# [SOLVED] after sleep won't ask for password



## tierra (Nov 6, 2007)

I've tried the Control Panel > Power Options > System Settings > require a password on waking up - but the buttons is greyed out that says require a password (recommended) and is stuck on Don't require a password. I even tried this in the administrator account, and it's the same.

I even have in the screen saver settings checked for On resume, display logon screen in all accounts. 

Nothing seems to be working to fix this.

Thank you.


----------



## tierra (Nov 6, 2007)

*Re: after sleep won't ask for password*

I also tried: Open the Power Options Advanced Plan Settings > Click on the Change settings that are currently unavailable link > Change advance Power Settings >
Change the Require a password on wakeup setting to Yes - is set on no and greyed out and won't change either.


----------



## MPR (Aug 28, 2010)

*Re: after sleep won't ask for password*

In this, and several other, thread's I've read they outline some steps to try. However, most seem to only correct the problem by doing a system restore or an OS repair.

You might try sfc /scannow to see if it finds any errors.


Password protection on wakeup doesn't work anymore - Microsoft Community


----------



## tierra (Nov 6, 2007)

*Re: after sleep won't ask for password*

I did that a few days ago and just reformated and reinstalled everything a couple days ago.

Thank you.


----------



## MPR (Aug 28, 2010)

*Re: after sleep won't ask for password*

Could your screensaver settings be overriding your power settings (or vice versa) perhaps?

How do I set a password for Windows 7 screensaver? - Microsoft Community


----------



## tierra (Nov 6, 2007)

*Re: after sleep won't ask for password*

At first they were set on default and I did one at a time and then tried both - nothing happens.

Thank you.


----------



## MPR (Aug 28, 2010)

*Re: after sleep won't ask for password*

What is the make and model of your computer?

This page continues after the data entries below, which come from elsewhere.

//! rust_rasch — Rasch-model psychometrics with optional Python bindings.
//!
//! Purpose
//! -------
//! Serve as the crate root for Rust callers and as the PyO3 bridge that
//! exposes the measurement engine to Python via the `_rust_rasch` extension
//! module. The engine turns assessment response data into calibrated
//! measurements: ability estimates, item and person fit, test information,
//! reliability and item characteristic curves.
//!
//! Key behaviors
//! -------------
//! - Re-export the core modules: `rasch` (pure engine), `matrix` (record
//!   schemas and response-matrix assembly) and `report` (analysis passes,
//!   fit tables, CSV export).
//! - When `python-bindings` is enabled, define the `_rust_rasch.engine`
//!   submodule with the engine functions and the [`AbilityResult`] class.
//!
//! Invariants & assumptions
//! ------------------------
//! - All numerical work lives in the inner modules; this file performs only
//!   FFI glue, argument coercion and error mapping.
//! - Coercion failures surface in Python as `TypeError`, every other engine
//!   error as `ValueError`.
//!
//! Downstream usage
//! ----------------
//! - Rust callers build records, run a
//!   [`RaschAnalysis`](report::analysis::RaschAnalysis) and read the
//!   resulting report; the PyO3 items can be ignored.
//! - Python callers import `rust_rasch._rust_rasch.engine` (usually through a
//!   thin pure-Python facade).
//!
//! Testing notes
//! -------------
//! - Numerical behavior is covered by unit tests in the inner modules and by
//!   `tests/integration_rasch_pipeline.rs`.

pub mod matrix;
pub mod rasch;
pub mod report;
pub mod utils;

#[cfg(feature = "python-bindings")]
use pyo3::prelude::*;

#[cfg(feature = "python-bindings")]
use crate::{
    rasch::{
        curve::item_characteristic_curve,
        estimator::{AbilityEstimate, NonConvergence, estimate_ability},
        fit::infit_outfit,
        information::{reliability, standard_error, test_information},
        probability::probability,
        simulation::{SimOptions, simulate_responses},
    },
    utils::{
        build_curve_options, build_estimator_options, extract_f64_vec, extract_logit,
        extract_optional_logits, extract_responses,
    },
};

/// AbilityResult — Python-facing outcome of a single ability estimation.
///
/// Fields
/// ------
/// - `inner`: [`AbilityEstimate`]
///   Converged estimate or the reason estimation failed to converge.
///
/// Notes
/// -----
/// - `theta` is `None` whenever `converged` is `False`; `reason` then names
///   the cause (`"no_sign_change"` or `"max_iterations"`).
#[cfg(feature = "python-bindings")]
#[pyclass(module = "rust_rasch.engine")]
pub struct AbilityResult {
    inner: AbilityEstimate,
}

#[cfg(feature = "python-bindings")]
#[pymethods]
impl AbilityResult {
    #[getter]
    pub fn theta(&self) -> Option<f64> {
        self.inner.theta()
    }

    #[getter]
    pub fn converged(&self) -> bool {
        self.inner.is_converged()
    }

    #[getter]
    pub fn iterations(&self) -> Option<u64> {
        match self.inner {
            AbilityEstimate::Converged { iterations, .. } => Some(iterations),
            AbilityEstimate::NotConverged(NonConvergence::MaxIterations { iterations, .. }) => {
                Some(iterations)
            }
            AbilityEstimate::NotConverged(NonConvergence::NoSignChange { .. }) => None,
        }
    }

    #[getter]
    pub fn reason(&self) -> Option<&'static str> {
        match self.inner {
            AbilityEstimate::Converged { .. } => None,
            AbilityEstimate::NotConverged(NonConvergence::NoSignChange { .. }) => {
                Some("no_sign_change")
            }
            AbilityEstimate::NotConverged(NonConvergence::MaxIterations { .. }) => {
                Some("max_iterations")
            }
        }
    }

    fn __repr__(&self) -> String {
        match self.inner.theta() {
            Some(theta) => format!("AbilityResult(theta={theta}, converged=True)"),
            None => format!("AbilityResult(theta=None, reason={:?})", self.reason()),
        }
    }
}

/// Probability of a correct response; accepts numbers or numeric text.
#[cfg(feature = "python-bindings")]
#[pyfunction]
#[pyo3(name = "rasch_probability", text_signature = "(ability, difficulty, /)")]
fn py_rasch_probability(
    ability: &Bound<'_, PyAny>, difficulty: &Bound<'_, PyAny>,
) -> PyResult<f64> {
    Ok(probability(extract_logit(ability)?, extract_logit(difficulty)?))
}

/// `(infit, outfit)` for aligned observed/expected values.
#[cfg(feature = "python-bindings")]
#[pyfunction]
#[pyo3(name = "infit_outfit", text_signature = "(observed, expected, /)")]
fn py_infit_outfit<'py>(
    py: Python<'py>, observed: &Bound<'py, PyAny>, expected: &Bound<'py, PyAny>,
) -> PyResult<(f64, f64)> {
    let observed = extract_f64_vec(py, observed, "observed")?;
    let expected = extract_f64_vec(py, expected, "expected")?;
    let fit = infit_outfit(&observed, &expected)?;
    Ok((fit.infit(), fit.outfit()))
}

#[cfg(feature = "python-bindings")]
#[pyfunction]
#[pyo3(name = "test_information", text_signature = "(ability, difficulties, /)")]
fn py_test_information<'py>(
    py: Python<'py>, ability: &Bound<'py, PyAny>, difficulties: &Bound<'py, PyAny>,
) -> PyResult<f64> {
    let ability = extract_logit(ability)?;
    let difficulties = extract_f64_vec(py, difficulties, "difficulties")?;
    Ok(test_information(ability, &difficulties))
}

#[cfg(feature = "python-bindings")]
#[pyfunction]
#[pyo3(name = "standard_error", text_signature = "(ability, difficulties, /)")]
fn py_standard_error<'py>(
    py: Python<'py>, ability: &Bound<'py, PyAny>, difficulties: &Bound<'py, PyAny>,
) -> PyResult<f64> {
    let ability = extract_logit(ability)?;
    let difficulties = extract_f64_vec(py, difficulties, "difficulties")?;
    Ok(standard_error(ability, &difficulties)?)
}

/// Reliability coefficient; `None`/NaN abilities are skipped.
#[cfg(feature = "python-bindings")]
#[pyfunction]
#[pyo3(name = "reliability", text_signature = "(abilities, difficulties, /)")]
fn py_reliability<'py>(
    py: Python<'py>, abilities: &Bound<'py, PyAny>, difficulties: &Bound<'py, PyAny>,
) -> PyResult<f64> {
    let abilities = extract_optional_logits(abilities)?;
    let difficulties = extract_f64_vec(py, difficulties, "difficulties")?;
    Ok(reliability(&abilities, &difficulties)?.coefficient())
}

#[cfg(feature = "python-bindings")]
#[pyfunction]
#[pyo3(
    name = "estimate_ability",
    signature = (
        responses,
        difficulties,
        bracket = None,
        tol = None,
        max_iter = None,
        verbose = None,
    ),
    text_signature = "(responses, difficulties, /, bracket=(-4.0, 4.0), tol=1e-10, max_iter=100, \
                      verbose=False)"
)]
fn py_estimate_ability<'py>(
    py: Python<'py>, responses: &Bound<'py, PyAny>, difficulties: &Bound<'py, PyAny>,
    bracket: Option<(f64, f64)>, tol: Option<f64>, max_iter: Option<u64>, verbose: Option<bool>,
) -> PyResult<AbilityResult> {
    let responses = extract_responses(responses)?;
    let difficulties = extract_f64_vec(py, difficulties, "difficulties")?;
    let opts = build_estimator_options(bracket, tol, max_iter, verbose)?;
    let inner = estimate_ability(&responses, &difficulties, &opts)?;
    Ok(AbilityResult { inner })
}

/// `(thetas, probabilities)` sampled along the ICC of one item.
#[cfg(feature = "python-bindings")]
#[pyfunction]
#[pyo3(
    name = "item_characteristic_curve",
    signature = (difficulty, lower = None, upper = None, points = None),
    text_signature = "(difficulty, /, lower=-4.0, upper=4.0, points=100)"
)]
fn py_item_characteristic_curve(
    difficulty: &Bound<'_, PyAny>, lower: Option<f64>, upper: Option<f64>, points: Option<usize>,
) -> PyResult<(Vec<f64>, Vec<f64>)> {
    let opts = build_curve_options(lower, upper, points)?;
    let curve = item_characteristic_curve(extract_logit(difficulty)?, &opts)?;
    Ok(curve.iter().map(|p| (p.theta, p.probability)).unzip())
}

/// Simulated 0/1 responses at ability `theta`.
#[cfg(feature = "python-bindings")]
#[pyfunction]
#[pyo3(
    name = "simulate_responses",
    signature = (theta, difficulties, seed = None),
    text_signature = "(theta, difficulties, /, seed=None)"
)]
fn py_simulate_responses<'py>(
    py: Python<'py>, theta: f64, difficulties: &Bound<'py, PyAny>, seed: Option<u64>,
) -> PyResult<Vec<u8>> {
    let difficulties = extract_f64_vec(py, difficulties, "difficulties")?;
    let responses = simulate_responses(theta, &difficulties, &SimOptions { seed })?;
    Ok(responses.iter().map(|r| u8::from(r.is_correct())).collect())
}

/// _rust_rasch — PyO3 module initializer for the Rust extension.
///
/// Purpose
/// -------
/// Create the `engine` submodule, register its functions and classes, and
/// insert it into `sys.modules` so `rust_rasch.engine` imports work.
///
/// Errors
/// ------
/// - `PyErr`
///   If creating the submodule or manipulating `sys.modules` fails.
#[cfg(feature = "python-bindings")]
#[pymodule]
fn _rust_rasch<'py>(py: Python<'py>, m: &Bound<'py, PyModule>) -> PyResult<()> {
    let engine_mod = PyModule::new(py, "engine")?;
    engine(py, m, &engine_mod)?;

    py.import("sys")?.getattr("modules")?.set_item("rust_rasch.engine", engine_mod)?;
    Ok(())
}

#[cfg(feature = "python-bindings")]
fn engine<'py>(
    _py: Python, rust_rasch: &Bound<'py, PyModule>, m: &Bound<'py, PyModule>,
) -> PyResult<()> {
    m.add_class::<AbilityResult>()?;
    m.add_function(wrap_pyfunction!(py_rasch_probability, m)?)?;
    m.add_function(wrap_pyfunction!(py_infit_outfit, m)?)?;
    m.add_function(wrap_pyfunction!(py_test_information, m)?)?;
    m.add_function(wrap_pyfunction!(py_standard_error, m)?)?;
    m.add_function(wrap_pyfunction!(py_reliability, m)?)?;
    m.add_function(wrap_pyfunction!(py_estimate_ability, m)?)?;
    m.add_function(wrap_pyfunction!(py_item_characteristic_curve, m)?)?;
    m.add_function(wrap_pyfunction!(py_simulate_responses, m)?)?;
    rust_rasch.add_submodule(m)?;
    Ok(())
}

Perhaps someone here has the same system or knows someone who had the problem and fixed it. I once had a laptop that had trouble with the sleep mode and the cover switch.


----------



## tierra (Nov 6, 2007)

*Re: after sleep won't ask for password*

I doubt anyone has the same make and model.

Puget Systems Echo II

Thank you.


----------



## NoelDP (Aug 5, 2012)

*Re: after sleep won't ask for password*

Is UAC switched off? - if so, try switching it back on (default settings), rebooting and then attempting to make the change.


----------



## tierra (Nov 6, 2007)

*Re: after sleep won't ask for password*

No, it's turned on. 

Turning off and on doesn't seem to make a difference.

Thank you.


----------



## spunk.funk (May 13, 2010)

*Re: after sleep won't ask for password*

Go to Start/Search and type *netplwiz *right click it and *Run As Administrator*. Put a check in the Box *Users Must enter a user name and password to use this computer. *Click _Apply_ and _OK_. Type the password and restart.


----------



## tierra (Nov 6, 2007)

*Re: after sleep won't ask for password*

It was already checked. 

All the accounts have passwords already (each account has a different password). That was the first thing I did after reformatting and reinstalling.

Thank you.


----------



## MPR (Aug 28, 2010)

*Re: after sleep won't ask for password*

There is a way to require a password after the display has been turned off by the power settings in Win 8 for a certain time. I don't know if this applies to Win 7 or not.

Password - Require after Display is Off in Windows 8.1


----------



## tierra (Nov 6, 2007)

*Re: after sleep won't ask for password*

I don't thing windows 7 has anything like that - I could be wrong - nothing looks like the pictures.

Thank you.


----------



## jenae (Jun 17, 2008)

*Re: after sleep won't ask for password*

Hi, go to start search and type:- cmd, right click on the returned cmd.exe and select "run as administrator" at the command prompt copy paste the following:-

reg query "HKCU\control panel\desktop" /v ScreenSaverIsSecure > 0 & notepad 0

press enter, please post the notepad outcome here.


----------



## tierra (Nov 6, 2007)

*Re: after sleep won't ask for password*

HKEY_CURRENT_USER\control panel\desktop
ScreenSaverIsSecure REG_SZ 1





Thank you.


----------



## jenae (Jun 17, 2008)

*Re: after sleep won't ask for password*

Hi, that is the setting for password prompt, so no help there. Why not change your power settings and reset to what you want, if it works change back to your old preferred settings.

This shows how to stop password prompt (also how to set it).

Prevent Windows Asking for a Password on Wake Up from Sleep/Standby


----------



## tierra (Nov 6, 2007)

*Re: after sleep won't ask for password*

Hi jenae,

I thought I had stated I'd tried all that before, but maybe forgot to say that I had set power back to default and rebooted and was still greyed out last week. However, went back and tried again. Still greyed out and still won't ask for a password. It doesn't hurt to try something over again.

Thank you.


----------



## tierra (Nov 6, 2007)

*Re: after sleep won't ask for password*

I finally tried all that again and then tried again clicking on the change settings that are currently unavailable and typed in the admin password and this time changed it after the last step. Checked in all 3 accounts and seems to be working. It's greyed out again - but requiring a password.

Thank you very much - everyone!


----------